PURIFICATION AND CHARACTERIZATION OF ENDOPROTEASES FROM FRUIT BODY OF 'SHIMEJI'MUSHROOM, Lyophyllum aggregatum

Two proteolytic enzymes, L.a. protease I and II, were purified from the fruit body of 'shimeji'mushroom, Lyophyllum aggregatum, by ammonium sulfate precipitation, gel filtration, hydrophobic chromatography and ion-exchange chromatography. The enzymes were assayed using t-butyloxycarbonyl-Ala-Ala-Pro-Phe p-nitroanilide as a substrate. Each of the final enzyme preparations was homogeneous on polyacrylamide gel electrophoresis. The molecular weights of the enzymes were estimated as 44,000 and 46,000 by sodium dodecyl sulfate polyacrylamide gel electrophoresis.

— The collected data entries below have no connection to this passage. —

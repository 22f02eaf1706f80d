use crate::config::ConfigError;
use crate::requests::import::ImportError;
use crate::requests::repository::RepositoryError;
use crate::telemetry::TelemetryError;
use axum::http::StatusCode;
use axum::response::{IntoResponse, Response};
use axum::Json;
use serde_json::json;
use std::fmt;

#[derive(Debug)]
pub enum AppError {
    Config(ConfigError),
    Telemetry(TelemetryError),
    Io(std::io::Error),
    Server(axum::Error),
    Import(ImportError),
    Export(csv::Error),
    Repository(RepositoryError),
    InvalidQuery(String),
}

impl fmt::Display for AppError {
    fn fmt(&self, f: &mut fmt::Formatter<'_>) -> fmt::Result {
        match self {
            AppError::Config(err) => write!(f, "configuration error: {}", err),
            AppError::Telemetry(err) => write!(f, "telemetry error: {}", err),
            AppError::Io(err) => write!(f, "io error: {}", err),
            AppError::Server(err) => write!(f, "server error: {}", err),
            AppError::Import(err) => write!(f, "import error: {}", err),
            AppError::Export(err) => write!(f, "export error: {}", err),
            AppError::Repository(err) => write!(f, "repository error: {}", err),
            AppError::InvalidQuery(detail) => write!(f, "invalid query: {}", detail),
        }
    }
}

impl std::error::Error for AppError {
    fn source(&self) -> Option<&(dyn std::error::Error + 'static)> {
        match self {
            AppError::Config(err) => Some(err),
            AppError::Telemetry(err) => Some(err),
            AppError::Io(err) => Some(err),
            AppError::Server(err) => Some(err),
            AppError::Import(err) => Some(err),
            AppError::Export(err) => Some(err),
            AppError::Repository(err) => Some(err),
            AppError::InvalidQuery(_) => None,
        }
    }
}

impl IntoResponse for AppError {
    fn into_response(self) -> Response {
        let status = match self {
            AppError::Import(_) | AppError::InvalidQuery(_) => StatusCode::BAD_REQUEST,
            AppError::Repository(RepositoryError::NotFound) => StatusCode::NOT_FOUND,
            AppError::Config(_)
            | AppError::Telemetry(_)
            | AppError::Io(_)
            | AppError::Server(_)
            | AppError::Export(_)
            | AppError::Repository(_) => StatusCode::INTERNAL_SERVER_ERROR,
        };

        let body = Json(json!({ "error": self.to_string() }));
        (status, body).into_response()
    }
}

impl From<ConfigError> for AppError {
    fn from(value: ConfigError) -> Self {
        Self::Config(value)
    }
}

impl From<TelemetryError> for AppError {
    fn from(value: TelemetryError) -> Self {
        Self::Telemetry(value)
    }
}

impl From<std::io::Error> for AppError {
    fn from(value: std::io::Error) -> Self {
        Self::Io(value)
    }
}

impl From<axum::Error> for AppError {
    fn from(value: axum::Error) -> Self {
        Self::Server(value)
    }
}

impl From<ImportError> for AppError {
    fn from(value: ImportError) -> Self {
        Self::Import(value)
    }
}

impl From<csv::Error> for AppError {
    fn from(value: csv::Error) -> Self {
        Self::Export(value)
    }
}

impl From<RepositoryError> for AppError {
    fn from(value: RepositoryError) -> Self {
        Self::Repository(value)
    }
}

The enzymes had the same optimal pH range of 7–8. Protease I preferentially hydrolyzed peptide bonds of the carboxyl-terminal sides of phenylalanine and leucine, and slowly hydrolyzed the peptide bonds of alanine, threonine and asparagine. On the other hand, protease II showed broader substrate specificity. Both enzymes were almost completely inactivated by diisopropyl phosphofluoridate, and partially inhibited by chymostatin. Protease I was also inhibited weakly by o-phenanthroline. These unusual proteases may have potential for specific food treatment applications.